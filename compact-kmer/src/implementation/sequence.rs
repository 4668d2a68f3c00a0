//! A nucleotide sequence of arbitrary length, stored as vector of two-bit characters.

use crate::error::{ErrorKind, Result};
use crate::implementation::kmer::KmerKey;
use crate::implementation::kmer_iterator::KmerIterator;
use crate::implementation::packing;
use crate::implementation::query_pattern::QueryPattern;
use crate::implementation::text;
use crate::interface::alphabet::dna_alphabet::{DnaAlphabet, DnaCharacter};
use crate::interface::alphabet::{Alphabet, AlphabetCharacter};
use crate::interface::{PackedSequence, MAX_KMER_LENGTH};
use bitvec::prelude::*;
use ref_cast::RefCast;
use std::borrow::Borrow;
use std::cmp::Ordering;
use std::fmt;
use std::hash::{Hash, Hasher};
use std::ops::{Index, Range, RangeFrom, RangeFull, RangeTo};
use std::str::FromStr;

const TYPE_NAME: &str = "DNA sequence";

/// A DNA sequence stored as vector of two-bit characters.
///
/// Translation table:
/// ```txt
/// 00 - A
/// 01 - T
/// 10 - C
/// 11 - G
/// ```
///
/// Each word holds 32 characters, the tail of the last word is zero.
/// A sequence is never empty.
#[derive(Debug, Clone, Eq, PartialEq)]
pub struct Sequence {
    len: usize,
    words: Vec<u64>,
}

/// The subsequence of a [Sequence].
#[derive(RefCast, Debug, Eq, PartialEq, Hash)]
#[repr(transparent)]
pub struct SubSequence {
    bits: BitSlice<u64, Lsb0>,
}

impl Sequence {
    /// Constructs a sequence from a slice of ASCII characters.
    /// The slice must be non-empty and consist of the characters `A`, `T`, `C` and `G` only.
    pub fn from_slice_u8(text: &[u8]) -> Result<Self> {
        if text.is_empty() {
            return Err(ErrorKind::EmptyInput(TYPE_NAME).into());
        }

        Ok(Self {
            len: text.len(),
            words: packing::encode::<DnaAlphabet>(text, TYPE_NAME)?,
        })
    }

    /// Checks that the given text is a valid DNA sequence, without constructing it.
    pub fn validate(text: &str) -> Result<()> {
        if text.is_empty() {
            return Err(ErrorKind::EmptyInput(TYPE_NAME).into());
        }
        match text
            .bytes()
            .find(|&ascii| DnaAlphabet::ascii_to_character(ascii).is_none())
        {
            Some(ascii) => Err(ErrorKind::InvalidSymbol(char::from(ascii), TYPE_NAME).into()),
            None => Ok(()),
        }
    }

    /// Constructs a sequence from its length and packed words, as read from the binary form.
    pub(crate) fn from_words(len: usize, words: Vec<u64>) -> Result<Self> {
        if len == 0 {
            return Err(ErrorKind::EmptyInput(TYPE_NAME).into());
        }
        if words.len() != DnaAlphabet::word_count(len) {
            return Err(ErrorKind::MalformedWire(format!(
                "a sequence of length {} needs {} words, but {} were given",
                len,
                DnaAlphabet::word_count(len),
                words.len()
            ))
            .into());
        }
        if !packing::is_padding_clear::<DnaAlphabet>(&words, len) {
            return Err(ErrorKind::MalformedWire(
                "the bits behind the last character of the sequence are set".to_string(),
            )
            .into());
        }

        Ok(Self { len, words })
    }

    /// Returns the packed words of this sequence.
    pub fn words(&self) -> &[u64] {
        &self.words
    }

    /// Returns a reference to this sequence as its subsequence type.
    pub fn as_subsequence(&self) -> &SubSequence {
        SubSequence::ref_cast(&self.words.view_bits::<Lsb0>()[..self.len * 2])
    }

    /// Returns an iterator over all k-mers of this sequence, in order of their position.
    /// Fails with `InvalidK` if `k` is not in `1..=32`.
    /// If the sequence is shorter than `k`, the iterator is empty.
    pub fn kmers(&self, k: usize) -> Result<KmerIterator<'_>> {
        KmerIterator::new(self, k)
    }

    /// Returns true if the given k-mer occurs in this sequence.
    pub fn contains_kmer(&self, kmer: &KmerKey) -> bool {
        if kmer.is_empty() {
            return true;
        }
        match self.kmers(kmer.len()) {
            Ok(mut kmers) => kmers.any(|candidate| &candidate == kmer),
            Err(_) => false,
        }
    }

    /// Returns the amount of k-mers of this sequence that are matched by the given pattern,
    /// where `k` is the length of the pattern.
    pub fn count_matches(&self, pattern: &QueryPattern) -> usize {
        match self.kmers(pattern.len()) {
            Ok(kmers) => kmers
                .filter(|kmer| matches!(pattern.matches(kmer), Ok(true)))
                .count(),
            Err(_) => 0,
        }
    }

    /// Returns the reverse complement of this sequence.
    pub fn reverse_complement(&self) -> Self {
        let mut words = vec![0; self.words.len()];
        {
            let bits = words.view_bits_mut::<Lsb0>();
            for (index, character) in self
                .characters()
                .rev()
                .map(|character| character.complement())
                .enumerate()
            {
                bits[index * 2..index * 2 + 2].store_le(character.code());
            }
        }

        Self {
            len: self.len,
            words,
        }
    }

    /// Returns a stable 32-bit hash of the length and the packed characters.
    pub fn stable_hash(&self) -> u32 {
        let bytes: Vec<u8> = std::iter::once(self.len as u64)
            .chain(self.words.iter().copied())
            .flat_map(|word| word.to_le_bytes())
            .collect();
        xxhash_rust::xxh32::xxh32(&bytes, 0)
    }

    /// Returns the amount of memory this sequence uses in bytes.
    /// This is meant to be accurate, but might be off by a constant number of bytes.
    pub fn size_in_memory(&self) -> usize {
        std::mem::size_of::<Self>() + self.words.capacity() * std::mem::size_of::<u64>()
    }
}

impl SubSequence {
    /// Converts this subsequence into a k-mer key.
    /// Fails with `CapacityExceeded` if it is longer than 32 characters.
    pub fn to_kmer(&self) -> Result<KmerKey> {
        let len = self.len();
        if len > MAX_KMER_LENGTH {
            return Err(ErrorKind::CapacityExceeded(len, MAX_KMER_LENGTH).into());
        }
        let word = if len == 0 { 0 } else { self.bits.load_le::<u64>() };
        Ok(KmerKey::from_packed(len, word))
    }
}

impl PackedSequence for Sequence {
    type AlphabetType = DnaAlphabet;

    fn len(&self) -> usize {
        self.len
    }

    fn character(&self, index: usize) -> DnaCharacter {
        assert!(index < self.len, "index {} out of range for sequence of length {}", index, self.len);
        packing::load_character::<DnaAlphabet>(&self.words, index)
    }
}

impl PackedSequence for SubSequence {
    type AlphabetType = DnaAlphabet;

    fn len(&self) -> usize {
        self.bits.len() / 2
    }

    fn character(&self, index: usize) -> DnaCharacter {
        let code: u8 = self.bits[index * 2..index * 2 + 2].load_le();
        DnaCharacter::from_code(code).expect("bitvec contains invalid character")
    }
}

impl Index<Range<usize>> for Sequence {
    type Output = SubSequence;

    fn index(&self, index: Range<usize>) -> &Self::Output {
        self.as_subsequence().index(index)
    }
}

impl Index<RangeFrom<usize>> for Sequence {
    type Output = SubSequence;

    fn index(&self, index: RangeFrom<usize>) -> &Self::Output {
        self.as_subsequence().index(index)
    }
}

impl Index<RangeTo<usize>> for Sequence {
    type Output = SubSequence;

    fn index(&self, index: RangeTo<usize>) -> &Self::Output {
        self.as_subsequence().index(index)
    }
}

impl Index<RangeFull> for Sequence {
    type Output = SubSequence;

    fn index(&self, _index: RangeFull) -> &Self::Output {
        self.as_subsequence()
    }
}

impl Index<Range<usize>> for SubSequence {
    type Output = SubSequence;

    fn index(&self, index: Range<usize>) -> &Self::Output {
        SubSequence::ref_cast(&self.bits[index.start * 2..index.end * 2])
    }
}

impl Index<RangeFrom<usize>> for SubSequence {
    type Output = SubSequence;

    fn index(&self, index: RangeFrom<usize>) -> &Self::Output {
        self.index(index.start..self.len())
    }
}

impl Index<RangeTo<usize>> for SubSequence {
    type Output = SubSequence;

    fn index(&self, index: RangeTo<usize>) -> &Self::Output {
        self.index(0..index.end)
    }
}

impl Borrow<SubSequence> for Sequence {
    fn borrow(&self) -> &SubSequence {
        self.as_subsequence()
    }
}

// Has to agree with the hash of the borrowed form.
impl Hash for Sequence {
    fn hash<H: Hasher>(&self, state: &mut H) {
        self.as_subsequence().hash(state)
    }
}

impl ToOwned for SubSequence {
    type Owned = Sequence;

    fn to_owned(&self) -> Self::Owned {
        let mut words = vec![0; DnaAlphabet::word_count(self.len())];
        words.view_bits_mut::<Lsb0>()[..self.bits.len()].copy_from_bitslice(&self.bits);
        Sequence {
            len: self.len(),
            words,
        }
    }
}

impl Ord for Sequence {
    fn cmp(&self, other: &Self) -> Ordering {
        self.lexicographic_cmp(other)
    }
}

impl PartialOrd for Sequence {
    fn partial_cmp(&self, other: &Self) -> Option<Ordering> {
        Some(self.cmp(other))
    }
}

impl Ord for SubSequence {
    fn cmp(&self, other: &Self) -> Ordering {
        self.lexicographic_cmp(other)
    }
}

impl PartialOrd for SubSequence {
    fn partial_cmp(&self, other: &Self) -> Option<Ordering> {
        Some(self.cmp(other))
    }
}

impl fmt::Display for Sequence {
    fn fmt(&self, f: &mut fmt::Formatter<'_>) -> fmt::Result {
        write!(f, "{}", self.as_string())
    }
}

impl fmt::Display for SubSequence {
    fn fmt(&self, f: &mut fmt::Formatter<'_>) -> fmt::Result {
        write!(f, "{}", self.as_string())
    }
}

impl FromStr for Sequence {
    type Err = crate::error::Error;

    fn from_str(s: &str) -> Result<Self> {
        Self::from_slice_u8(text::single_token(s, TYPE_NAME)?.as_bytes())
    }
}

== == ==

WHAT THE EXERCISE ASKS — Only the lines above that hold "Debug" are wanted. Show every one of them.

EXERCISE OUTPUT —
#[derive(Debug, Clone, Eq, PartialEq)]
#[derive(RefCast, Debug, Eq, PartialEq, Hash)]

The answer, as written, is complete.